* To do *
All entries are to be repeated exactly as shown below.

* Records supplied *
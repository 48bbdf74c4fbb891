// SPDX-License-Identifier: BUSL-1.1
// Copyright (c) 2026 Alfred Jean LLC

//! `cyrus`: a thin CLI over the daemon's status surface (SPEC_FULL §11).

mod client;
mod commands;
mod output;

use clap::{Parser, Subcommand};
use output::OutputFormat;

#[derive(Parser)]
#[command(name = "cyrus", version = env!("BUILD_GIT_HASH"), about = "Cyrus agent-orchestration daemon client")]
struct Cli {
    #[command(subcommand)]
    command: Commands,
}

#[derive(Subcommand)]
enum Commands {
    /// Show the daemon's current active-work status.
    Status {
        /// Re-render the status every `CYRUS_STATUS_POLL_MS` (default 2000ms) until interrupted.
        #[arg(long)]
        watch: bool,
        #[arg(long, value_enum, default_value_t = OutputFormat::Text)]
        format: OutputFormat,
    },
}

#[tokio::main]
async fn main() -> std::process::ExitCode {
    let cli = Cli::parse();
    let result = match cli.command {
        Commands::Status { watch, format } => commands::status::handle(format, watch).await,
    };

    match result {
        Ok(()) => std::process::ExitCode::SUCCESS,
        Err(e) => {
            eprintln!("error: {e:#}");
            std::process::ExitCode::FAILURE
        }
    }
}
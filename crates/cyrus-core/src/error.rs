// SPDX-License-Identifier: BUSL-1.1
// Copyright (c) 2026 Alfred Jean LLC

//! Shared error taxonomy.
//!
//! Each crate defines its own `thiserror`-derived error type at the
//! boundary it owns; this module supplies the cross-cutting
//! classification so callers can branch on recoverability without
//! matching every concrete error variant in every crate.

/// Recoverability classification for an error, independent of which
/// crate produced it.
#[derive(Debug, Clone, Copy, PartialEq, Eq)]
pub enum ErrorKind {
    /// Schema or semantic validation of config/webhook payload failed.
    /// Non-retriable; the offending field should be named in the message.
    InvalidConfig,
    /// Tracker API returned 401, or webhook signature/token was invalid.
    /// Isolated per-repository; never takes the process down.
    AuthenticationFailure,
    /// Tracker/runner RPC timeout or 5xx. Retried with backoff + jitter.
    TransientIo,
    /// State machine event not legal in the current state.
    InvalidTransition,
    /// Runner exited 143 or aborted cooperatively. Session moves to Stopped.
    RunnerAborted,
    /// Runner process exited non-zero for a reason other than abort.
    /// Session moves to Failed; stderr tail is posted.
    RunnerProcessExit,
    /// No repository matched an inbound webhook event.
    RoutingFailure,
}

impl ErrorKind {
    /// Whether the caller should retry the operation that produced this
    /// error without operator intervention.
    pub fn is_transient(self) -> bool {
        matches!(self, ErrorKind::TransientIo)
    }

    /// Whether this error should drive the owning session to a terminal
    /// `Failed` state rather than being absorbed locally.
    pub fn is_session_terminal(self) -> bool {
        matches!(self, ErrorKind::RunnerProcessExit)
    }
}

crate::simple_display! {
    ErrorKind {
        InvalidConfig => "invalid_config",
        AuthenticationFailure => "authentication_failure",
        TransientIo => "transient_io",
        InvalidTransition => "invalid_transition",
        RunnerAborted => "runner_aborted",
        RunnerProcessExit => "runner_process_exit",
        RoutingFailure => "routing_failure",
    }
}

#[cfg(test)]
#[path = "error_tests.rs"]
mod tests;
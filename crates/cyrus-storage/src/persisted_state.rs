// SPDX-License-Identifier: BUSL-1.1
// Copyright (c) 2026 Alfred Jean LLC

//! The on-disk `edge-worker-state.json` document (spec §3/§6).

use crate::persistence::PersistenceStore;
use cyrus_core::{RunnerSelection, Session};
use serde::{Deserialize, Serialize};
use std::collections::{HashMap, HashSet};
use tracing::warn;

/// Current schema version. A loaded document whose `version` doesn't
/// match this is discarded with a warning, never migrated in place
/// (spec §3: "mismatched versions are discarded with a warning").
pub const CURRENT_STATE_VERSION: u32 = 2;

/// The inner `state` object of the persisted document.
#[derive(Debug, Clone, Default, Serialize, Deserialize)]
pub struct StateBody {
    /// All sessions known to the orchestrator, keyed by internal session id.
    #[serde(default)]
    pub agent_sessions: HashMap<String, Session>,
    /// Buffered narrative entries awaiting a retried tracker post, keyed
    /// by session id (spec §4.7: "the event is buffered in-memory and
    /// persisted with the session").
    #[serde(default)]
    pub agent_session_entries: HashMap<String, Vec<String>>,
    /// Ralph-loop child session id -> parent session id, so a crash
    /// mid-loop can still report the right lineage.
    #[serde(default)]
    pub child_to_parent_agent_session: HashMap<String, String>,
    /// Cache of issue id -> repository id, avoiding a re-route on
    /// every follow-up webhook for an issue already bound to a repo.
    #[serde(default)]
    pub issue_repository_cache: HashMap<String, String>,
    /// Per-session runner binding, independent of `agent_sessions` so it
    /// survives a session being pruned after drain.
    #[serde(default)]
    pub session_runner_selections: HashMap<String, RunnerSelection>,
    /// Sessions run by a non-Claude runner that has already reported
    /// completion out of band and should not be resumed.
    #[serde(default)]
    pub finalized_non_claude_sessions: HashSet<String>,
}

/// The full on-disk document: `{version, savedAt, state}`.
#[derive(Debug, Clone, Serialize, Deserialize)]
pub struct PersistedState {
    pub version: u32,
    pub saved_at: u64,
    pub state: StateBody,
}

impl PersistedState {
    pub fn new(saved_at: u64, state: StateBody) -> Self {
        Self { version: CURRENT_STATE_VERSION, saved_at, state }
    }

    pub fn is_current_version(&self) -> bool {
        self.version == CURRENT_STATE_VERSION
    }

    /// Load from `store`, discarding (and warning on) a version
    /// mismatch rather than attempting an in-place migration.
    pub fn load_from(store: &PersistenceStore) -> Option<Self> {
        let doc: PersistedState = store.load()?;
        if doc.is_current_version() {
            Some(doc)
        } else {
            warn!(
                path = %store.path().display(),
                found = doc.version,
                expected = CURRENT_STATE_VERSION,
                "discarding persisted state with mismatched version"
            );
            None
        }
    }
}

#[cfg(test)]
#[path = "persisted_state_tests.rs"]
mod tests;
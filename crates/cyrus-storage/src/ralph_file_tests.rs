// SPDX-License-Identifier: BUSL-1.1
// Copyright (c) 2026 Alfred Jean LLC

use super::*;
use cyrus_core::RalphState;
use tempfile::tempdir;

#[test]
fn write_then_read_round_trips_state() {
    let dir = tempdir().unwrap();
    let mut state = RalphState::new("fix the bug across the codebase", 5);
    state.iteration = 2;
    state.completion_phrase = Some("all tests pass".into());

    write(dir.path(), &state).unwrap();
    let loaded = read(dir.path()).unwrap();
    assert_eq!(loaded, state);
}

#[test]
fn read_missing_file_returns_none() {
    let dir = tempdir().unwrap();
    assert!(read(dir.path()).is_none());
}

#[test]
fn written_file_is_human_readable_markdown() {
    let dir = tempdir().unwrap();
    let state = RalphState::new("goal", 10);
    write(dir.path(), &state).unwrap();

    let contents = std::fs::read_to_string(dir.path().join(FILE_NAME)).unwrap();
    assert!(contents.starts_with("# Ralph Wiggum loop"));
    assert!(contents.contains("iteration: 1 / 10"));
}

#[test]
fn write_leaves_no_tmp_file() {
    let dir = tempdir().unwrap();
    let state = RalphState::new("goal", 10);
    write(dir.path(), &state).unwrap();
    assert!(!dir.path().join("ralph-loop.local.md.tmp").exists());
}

* Output for this exercise *
repository 48bbdf74c4fbb891
// SPDX-License-Identifier: BUSL-1.1
// Copyright (c) 2026 Alfred Jean LLC

//! `cyrus`: a thin CLI over the daemon's status surface (SPEC_FULL §11).

mod client;
mod commands;
mod output;

use clap::{Parser, Subcommand};
use output::OutputFormat;

#[derive(Parser)]
#[command(name = "cyrus", version = env!("BUILD_GIT_HASH"), about = "Cyrus agent-orchestration daemon client")]
struct Cli {
    #[command(subcommand)]
    command: Commands,
}

#[derive(Subcommand)]
enum Commands {
    /// Show the daemon's current active-work status.
    Status {
        /// Re-render the status every `CYRUS_STATUS_POLL_MS` (default 2000ms) until interrupted.
        #[arg(long)]
        watch: bool,
        #[arg(long, value_enum, default_value_t = OutputFormat::Text)]
        format: OutputFormat,
    },
}

#[tokio::main]
async fn main() -> std::process::ExitCode {
    let cli = Cli::parse();
    let result = match cli.command {
        Commands::Status { watch, format } => commands::status::handle(format, watch).await,
    };

    match result {
        Ok(()) => std::process::ExitCode::SUCCESS,
        Err(e) => {
            eprintln!("error: {e:#}");
            std::process::ExitCode::FAILURE
        }
    }
}
filename crates/cyrus-core/src/error.rs
// SPDX-License-Identifier: BUSL-1.1
// Copyright (c) 2026 Alfred Jean LLC

//! Shared error taxonomy.
//!
//! Each crate defines its own `thiserror`-derived error type at the
//! boundary it owns; this module supplies the cross-cutting
//! classification so callers can branch on recoverability without
//! matching every concrete error variant in every crate.

/// Recoverability classification for an error, independent of which
/// crate produced it.
#[derive(Debug, Clone, Copy, PartialEq, Eq)]
pub enum ErrorKind {
    /// Schema or semantic validation of config/webhook payload failed.
    /// Non-retriable; the offending field should be named in the message.
    InvalidConfig,
    /// Tracker API returned 401, or webhook signature/token was invalid.
    /// Isolated per-repository; never takes the process down.
    AuthenticationFailure,
    /// Tracker/runner RPC timeout or 5xx. Retried with backoff + jitter.
    TransientIo,
    /// State machine event not legal in the current state.
    InvalidTransition,
    /// Runner exited 143 or aborted cooperatively. Session moves to Stopped.
    RunnerAborted,
    /// Runner process exited non-zero for a reason other than abort.
    /// Session moves to Failed; stderr tail is posted.
    RunnerProcessExit,
    /// No repository matched an inbound webhook event.
    RoutingFailure,
}

impl ErrorKind {
    /// Whether the caller should retry the operation that produced this
    /// error without operator intervention.
    pub fn is_transient(self) -> bool {
        matches!(self, ErrorKind::TransientIo)
    }

    /// Whether this error should drive the owning session to a terminal
    /// `Failed` state rather than being absorbed locally.
    pub fn is_session_terminal(self) -> bool {
        matches!(self, ErrorKind::RunnerProcessExit)
    }
}

crate::simple_display! {
    ErrorKind {
        InvalidConfig => "invalid_config",
        AuthenticationFailure => "authentication_failure",
        TransientIo => "transient_io",
        InvalidTransition => "invalid_transition",
        RunnerAborted => "runner_aborted",
        RunnerProcessExit => "runner_process_exit",
        RoutingFailure => "routing_failure",
    }
}

#[cfg(test)]
#[path = "error_tests.rs"]
mod tests;
filename crates/cyrus-storage/src/persisted_state.rs
// SPDX-License-Identifier: BUSL-1.1
// Copyright (c) 2026 Alfred Jean LLC

//! The on-disk `edge-worker-state.json` document (spec §3/§6).

use crate::persistence::PersistenceStore;
use cyrus_core::{RunnerSelection, Session};
use serde::{Deserialize, Serialize};
use std::collections::{HashMap, HashSet};
use tracing::warn;

/// Current schema version. A loaded document whose `version` doesn't
/// match this is discarded with a warning, never migrated in place
/// (spec §3: "mismatched versions are discarded with a warning").
pub const CURRENT_STATE_VERSION: u32 = 2;

/// The inner `state` object of the persisted document.
#[derive(Debug, Clone, Default, Serialize, Deserialize)]
pub struct StateBody {
    /// All sessions known to the orchestrator, keyed by internal session id.
    #[serde(default)]
    pub agent_sessions: HashMap<String, Session>,
    /// Buffered narrative entries awaiting a retried tracker post, keyed
    /// by session id (spec §4.7: "the event is buffered in-memory and
    /// persisted with the session").
    #[serde(default)]
    pub agent_session_entries: HashMap<String, Vec<String>>,
    /// Ralph-loop child session id -> parent session id, so a crash
    /// mid-loop can still report the right lineage.
    #[serde(default)]
    pub child_to_parent_agent_session: HashMap<String, String>,
    /// Cache of issue id -> repository id, avoiding a re-route on
    /// every follow-up webhook for an issue already bound to a repo.
    #[serde(default)]
    pub issue_repository_cache: HashMap<String, String>,
    /// Per-session runner binding, independent of `agent_sessions` so it
    /// survives a session being pruned after drain.
    #[serde(default)]
    pub session_runner_selections: HashMap<String, RunnerSelection>,
    /// Sessions run by a non-Claude runner that has already reported
    /// completion out of band and should not be resumed.
    #[serde(default)]
    pub finalized_non_claude_sessions: HashSet<String>,
}

/// The full on-disk document: `{version, savedAt, state}`.
#[derive(Debug, Clone, Serialize, Deserialize)]
pub struct PersistedState {
    pub version: u32,
    pub saved_at: u64,
    pub state: StateBody,
}

impl PersistedState {
    pub fn new(saved_at: u64, state: StateBody) -> Self {
        Self { version: CURRENT_STATE_VERSION, saved_at, state }
    }

    pub fn is_current_version(&self) -> bool {
        self.version == CURRENT_STATE_VERSION
    }

    /// Load from `store`, discarding (and warning on) a version
    /// mismatch rather than attempting an in-place migration.
    pub fn load_from(store: &PersistenceStore) -> Option<Self> {
        let doc: PersistedState = store.load()?;
        if doc.is_current_version() {
            Some(doc)
        } else {
            warn!(
                path = %store.path().display(),
                found = doc.version,
                expected = CURRENT_STATE_VERSION,
                "discarding persisted state with mismatched version"
            );
            None
        }
    }
}

#[cfg(test)]
#[path = "persisted_state_tests.rs"]
mod tests;
filename crates/cyrus-storage/src/ralph_file_tests.rs
// SPDX-License-Identifier: BUSL-1.1
// Copyright (c) 2026 Alfred Jean LLC

use super::*;
use cyrus_core::RalphState;
use tempfile::tempdir;

#[test]
fn write_then_read_round_trips_state() {
    let dir = tempdir().unwrap();
    let mut state = RalphState::new("fix the bug across the codebase", 5);
    state.iteration = 2;
    state.completion_phrase = Some("all tests pass".into());

    write(dir.path(), &state).unwrap();
    let loaded = read(dir.path()).unwrap();
    assert_eq!(loaded, state);
}

#[test]
fn read_missing_file_returns_none() {
    let dir = tempdir().unwrap();
    assert!(read(dir.path()).is_none());
}

#[test]
fn written_file_is_human_readable_markdown() {
    let dir = tempdir().unwrap();
    let state = RalphState::new("goal", 10);
    write(dir.path(), &state).unwrap();

    let contents = std::fs::read_to_string(dir.path().join(FILE_NAME)).unwrap();
    assert!(contents.starts_with("# Ralph Wiggum loop"));
    assert!(contents.contains("iteration: 1 / 10"));
}

#[test]
fn write_leaves_no_tmp_file() {
    let dir = tempdir().unwrap();
    let state = RalphState::new("goal", 10);
    write(dir.path(), &state).unwrap();
    assert!(!dir.path().join("ralph-loop.local.md.tmp").exists());
}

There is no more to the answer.